As for the upholstered furniture, usually 6' is a good rule of thumb but many have things closer. We have a curtain on sliding glass doors and they are pretty close. I just measured and they are 32" from the stove. I've added a picture of the stove and door so you can see how far the curtain is when they are drawn.


----------



## jds015 (Mar 8, 2013)

Thanks for the response!  When I attempt to measure things out on our house plan it looks like the piano will be about 5' away from the wood stove.  I figure a lot of the heat will radiate upwards anyway since we have high ceilings, vs. outwards 5'.  I'm sure it will be warm, I just don't want blazing!  Still trying to convince my wife that the wood stove is a good idea.  She's never really been around one but she gets frustrated with the propane guy coming every month and the thermostat still on 62!    I'm trying to explain that free heat at 75-80 degrees is a better way to go.  Thanks again!


----------



## SteveKG (Mar 8, 2013)

I'm no piano expert, but I am a musician and have been around plenty of pianos and their owners. The main problem for the piano is humidity, how much of it there is. This means for the piano to survive, you need to try to match the humidity in the room it's in at your place to what it is used to back at grandmother's place all those years. 

I have the same issue with a guitar made in Madrid, Spain. It is much more humid in Madrid than where I live [we see humidity readings in the single digits at times.]

A neighbor of mine up the road is a piano tuner and has a piano store in Denver. He has told me in the past that the biggest problems he sees are people who come to him wanting a piano repaired and they've moved from somewhere "back East" or wherever to Denver with its much lower humidity. He has seen beautiful pianos ruined inside from the high stress from the strings breaking the soundboard or cracking something else and a myriad of other problems from our dry air here. He says it is usually not financially feasible to rebuilt the pianos. 

Now, I repeat I am no expert. You may be ahead of the game, though, to speak with someone in your area. Of course, if Gran's piano came from somewhere nearby, forget I even mentioned it.....


----------



## billb3 (Mar 8, 2013)

I'm no piano expert either but have several piano owners and players in the family.
Living out East, it's supposedly the big changes in humidity that tears pianos apart.

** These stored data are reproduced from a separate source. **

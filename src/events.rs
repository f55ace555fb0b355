use serde::Serialize;
use tokio::sync::broadcast;

/// Progress notifications for whatever UI sits on top of the engine.
#[derive(Clone, Debug, PartialEq, Serialize)]
#[serde(tag = "event", rename_all = "snake_case")]
pub enum EngineEvent {
    Thinking,
    Step { number: usize, description: String },
    StepError { message: String },
    /// A chat message for the transcript.
    Message { text: String },
    TaskComplete { summary: String },
    NeedsInput { question: String },
    /// Nesting depth of in-flight action plans; 0 means idle.
    Busy { depth: usize },
    Ready,
}

impl EngineEvent {
    pub fn name(&self) -> &'static str {
        match self {
            EngineEvent::Thinking => "thinking",
            EngineEvent::Step { .. } => "step",
            EngineEvent::StepError { .. } => "step_error",
            EngineEvent::Message { .. } => "message",
            EngineEvent::TaskComplete { .. } => "task_complete",
            EngineEvent::NeedsInput { .. } => "needs_input",
            EngineEvent::Busy { .. } => "busy",
            EngineEvent::Ready => "ready",
        }
    }
}

pub type EventSender = broadcast::Sender<EngineEvent>;

pub fn channel() -> EventSender {
    broadcast::channel(64).0
}
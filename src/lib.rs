//! Goal-directed browsing automation.
//!
//! A [`Copilot`] turns a natural-language request into a bounded sequence of
//! page actions against a [`PageHost`], asks an [`Oracle`] whether the goal
//! is met, and remembers successful sequences as replayable skills.

pub mod actions;
pub mod config;
pub mod copilot;
pub mod dom;
pub mod error;
pub mod events;
pub mod followup;
pub mod oracle;
pub mod reply;
pub mod resolve;
pub mod skills;
pub mod store;
pub mod surface;
pub mod types;
pub mod visits;

pub use config::{EngineConfig, SkillLimits};
pub use copilot::{Copilot, TurnOutcome, TurnStatus};
pub use error::{EngineError, HostError, OracleError, Result, StoreError};
pub use events::EngineEvent;
pub use oracle::Oracle;
pub use skills::{SkillEntry, SkillMemory};
pub use store::{JsonFileStore, MemoryStore, RecordStore};
pub use surface::{LifecycleEvent, PageHost};
pub use visits::{VisitMemory, VisitRecord};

No way at all the piano or stove can't go in another room ?


----------



## jds015 (Mar 8, 2013)

Thanks for the responses.   The piano is only making a 45 min. move, so climate (humidity and temp) is the same.  We are in the northwest part of North Carolina so we have no issues with low humidity as a general rule, nor extremely cold temps.  We would certainly consider a humidifier and without question a pot on the stove with water.  ​​​As of right now, they would have to be in the same room.  I know not ideal, but that is our situation.  ​


----------



## Backwoods Savage (Mar 8, 2013)

jds015 said:


> Thanks for the response! When I attempt to measure things out on our house plan it looks like the piano will be about 5' away from the wood stove. I figure a lot of the heat will radiate upwards anyway since we have high ceilings, vs. outwards 5'. I'm sure it will be warm, I just don't want blazing! Still trying to convince my wife that the wood stove is a good idea. She's never really been around one but she gets frustrated with the propane guy coming every month and the thermostat still on 62! I'm trying to explain that free heat at 75-80 degrees is a better way to go. Thanks again!


 

Just a little hint here. That heat will radiate in all directions! Back when we had our old stove and before a remodeling, we really had a tough time heating this old crate and had to resort to fans for moving the heat. We did learn that it is best to move the cool air rather than trying to force the warm air. A really small fan setting in a hallway or doorway blowing cool air (on low speed) into the stove room will work wonders.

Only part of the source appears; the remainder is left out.